Records from a data source
# # # # #
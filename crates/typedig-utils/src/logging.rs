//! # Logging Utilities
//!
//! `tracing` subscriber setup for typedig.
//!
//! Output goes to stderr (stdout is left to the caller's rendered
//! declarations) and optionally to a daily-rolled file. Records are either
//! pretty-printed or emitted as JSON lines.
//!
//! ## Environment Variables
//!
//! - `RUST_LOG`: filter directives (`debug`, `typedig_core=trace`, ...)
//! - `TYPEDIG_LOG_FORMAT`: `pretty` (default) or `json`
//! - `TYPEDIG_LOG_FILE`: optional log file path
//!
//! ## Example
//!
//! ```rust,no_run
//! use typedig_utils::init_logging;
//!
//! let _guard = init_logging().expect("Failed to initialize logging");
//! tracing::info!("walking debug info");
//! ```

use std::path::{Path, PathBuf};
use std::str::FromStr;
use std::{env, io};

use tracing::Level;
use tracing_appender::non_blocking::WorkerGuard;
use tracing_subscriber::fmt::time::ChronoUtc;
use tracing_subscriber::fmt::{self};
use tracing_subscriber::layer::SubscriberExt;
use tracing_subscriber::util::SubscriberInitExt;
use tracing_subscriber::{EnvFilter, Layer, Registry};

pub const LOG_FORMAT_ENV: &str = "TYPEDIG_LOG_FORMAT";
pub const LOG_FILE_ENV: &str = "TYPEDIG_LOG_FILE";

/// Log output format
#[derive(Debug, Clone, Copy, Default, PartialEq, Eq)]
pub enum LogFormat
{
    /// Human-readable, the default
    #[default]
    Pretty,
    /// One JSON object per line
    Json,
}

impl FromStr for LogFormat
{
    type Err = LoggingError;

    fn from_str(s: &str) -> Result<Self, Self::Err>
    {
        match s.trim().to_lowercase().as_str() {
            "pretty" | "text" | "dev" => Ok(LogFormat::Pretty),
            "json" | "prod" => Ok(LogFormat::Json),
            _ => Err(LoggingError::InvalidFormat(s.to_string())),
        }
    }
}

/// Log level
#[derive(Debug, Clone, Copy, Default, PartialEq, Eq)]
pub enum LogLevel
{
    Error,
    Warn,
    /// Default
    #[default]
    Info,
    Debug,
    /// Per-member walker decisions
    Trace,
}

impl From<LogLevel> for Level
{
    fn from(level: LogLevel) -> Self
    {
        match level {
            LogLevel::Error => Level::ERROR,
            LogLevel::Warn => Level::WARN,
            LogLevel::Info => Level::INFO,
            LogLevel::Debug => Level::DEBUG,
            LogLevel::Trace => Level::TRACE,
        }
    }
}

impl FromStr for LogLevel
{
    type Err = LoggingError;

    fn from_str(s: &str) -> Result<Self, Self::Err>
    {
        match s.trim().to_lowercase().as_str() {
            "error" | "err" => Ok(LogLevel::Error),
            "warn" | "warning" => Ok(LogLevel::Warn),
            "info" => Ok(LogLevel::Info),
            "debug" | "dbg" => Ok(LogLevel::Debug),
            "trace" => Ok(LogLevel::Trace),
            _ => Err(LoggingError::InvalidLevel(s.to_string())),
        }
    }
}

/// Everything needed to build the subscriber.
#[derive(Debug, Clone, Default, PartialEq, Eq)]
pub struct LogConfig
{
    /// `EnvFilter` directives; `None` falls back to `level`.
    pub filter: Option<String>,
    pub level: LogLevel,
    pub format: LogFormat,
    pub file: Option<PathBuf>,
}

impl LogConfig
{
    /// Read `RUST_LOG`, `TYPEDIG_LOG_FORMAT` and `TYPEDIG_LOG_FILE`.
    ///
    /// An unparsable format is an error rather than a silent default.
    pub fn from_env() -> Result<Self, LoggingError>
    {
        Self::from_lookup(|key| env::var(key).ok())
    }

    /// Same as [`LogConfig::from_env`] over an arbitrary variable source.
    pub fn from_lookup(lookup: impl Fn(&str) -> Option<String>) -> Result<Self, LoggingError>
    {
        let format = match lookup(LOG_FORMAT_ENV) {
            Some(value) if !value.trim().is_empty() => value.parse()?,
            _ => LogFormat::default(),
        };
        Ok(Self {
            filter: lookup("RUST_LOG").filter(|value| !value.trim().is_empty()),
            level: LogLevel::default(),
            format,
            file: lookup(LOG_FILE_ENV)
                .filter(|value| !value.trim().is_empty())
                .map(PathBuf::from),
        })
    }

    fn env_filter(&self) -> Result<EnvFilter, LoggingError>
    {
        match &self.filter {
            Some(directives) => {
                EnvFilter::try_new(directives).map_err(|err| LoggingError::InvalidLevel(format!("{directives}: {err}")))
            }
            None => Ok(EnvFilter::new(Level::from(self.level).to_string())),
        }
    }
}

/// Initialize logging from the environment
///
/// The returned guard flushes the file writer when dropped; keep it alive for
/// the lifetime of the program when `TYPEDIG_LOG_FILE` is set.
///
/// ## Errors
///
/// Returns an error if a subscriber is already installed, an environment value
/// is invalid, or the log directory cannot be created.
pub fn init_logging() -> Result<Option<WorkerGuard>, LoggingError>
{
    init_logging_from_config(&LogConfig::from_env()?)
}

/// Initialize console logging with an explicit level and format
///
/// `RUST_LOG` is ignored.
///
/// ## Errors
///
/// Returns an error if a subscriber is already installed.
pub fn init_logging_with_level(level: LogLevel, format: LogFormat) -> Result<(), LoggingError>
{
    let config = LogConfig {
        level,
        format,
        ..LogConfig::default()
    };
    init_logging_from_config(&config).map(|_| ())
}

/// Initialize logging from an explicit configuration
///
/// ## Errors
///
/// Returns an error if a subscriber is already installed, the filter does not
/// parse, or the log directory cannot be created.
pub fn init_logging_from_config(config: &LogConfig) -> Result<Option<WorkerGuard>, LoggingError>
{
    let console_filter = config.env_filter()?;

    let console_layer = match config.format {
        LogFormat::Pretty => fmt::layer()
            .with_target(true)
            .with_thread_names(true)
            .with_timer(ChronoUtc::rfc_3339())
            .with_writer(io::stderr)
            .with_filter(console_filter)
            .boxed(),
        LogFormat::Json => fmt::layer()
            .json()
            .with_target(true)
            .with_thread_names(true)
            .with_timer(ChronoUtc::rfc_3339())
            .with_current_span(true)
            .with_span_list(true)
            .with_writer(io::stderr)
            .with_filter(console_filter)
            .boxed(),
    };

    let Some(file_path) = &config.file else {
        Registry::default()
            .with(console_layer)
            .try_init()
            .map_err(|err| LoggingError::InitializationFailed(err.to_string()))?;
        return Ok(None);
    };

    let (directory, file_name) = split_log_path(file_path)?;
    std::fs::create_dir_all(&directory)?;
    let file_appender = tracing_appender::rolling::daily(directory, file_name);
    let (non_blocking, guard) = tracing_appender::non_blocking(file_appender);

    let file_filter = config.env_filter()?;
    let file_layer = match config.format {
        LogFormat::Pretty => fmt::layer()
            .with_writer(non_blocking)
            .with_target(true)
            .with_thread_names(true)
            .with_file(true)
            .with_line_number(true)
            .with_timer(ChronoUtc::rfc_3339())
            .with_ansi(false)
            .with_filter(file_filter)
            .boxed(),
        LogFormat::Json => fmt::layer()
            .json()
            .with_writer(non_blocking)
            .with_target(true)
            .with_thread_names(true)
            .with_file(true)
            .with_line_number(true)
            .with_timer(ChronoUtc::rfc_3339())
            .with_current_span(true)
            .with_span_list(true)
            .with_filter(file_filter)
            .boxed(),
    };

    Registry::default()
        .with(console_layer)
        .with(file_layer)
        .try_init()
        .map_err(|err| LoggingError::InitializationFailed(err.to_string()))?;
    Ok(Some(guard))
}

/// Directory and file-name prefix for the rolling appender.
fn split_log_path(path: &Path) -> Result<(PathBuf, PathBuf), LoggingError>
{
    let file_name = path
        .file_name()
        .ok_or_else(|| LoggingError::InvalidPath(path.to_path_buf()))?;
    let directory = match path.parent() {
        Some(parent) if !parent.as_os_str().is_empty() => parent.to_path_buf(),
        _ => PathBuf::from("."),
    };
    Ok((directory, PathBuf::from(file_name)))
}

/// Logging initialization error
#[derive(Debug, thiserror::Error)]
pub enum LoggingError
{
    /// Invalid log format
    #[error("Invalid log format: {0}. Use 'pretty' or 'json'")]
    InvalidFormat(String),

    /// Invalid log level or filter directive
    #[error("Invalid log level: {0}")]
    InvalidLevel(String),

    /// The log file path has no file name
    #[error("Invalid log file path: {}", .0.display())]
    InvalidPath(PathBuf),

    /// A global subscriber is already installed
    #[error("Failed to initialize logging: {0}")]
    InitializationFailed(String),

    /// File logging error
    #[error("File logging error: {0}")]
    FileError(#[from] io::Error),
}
# # # # #
| WHAT YOU HAVE TO DO |
For every line above that includes the word "derive", return the line.

| RESULT OF THE EXERCISE |
#[derive(Debug, Clone, Copy, Default, PartialEq, Eq)]
#[derive(Debug, Clone, Copy, Default, PartialEq, Eq)]
#[derive(Debug, Clone, Default, PartialEq, Eq)]
#[derive(Debug, thiserror::Error)]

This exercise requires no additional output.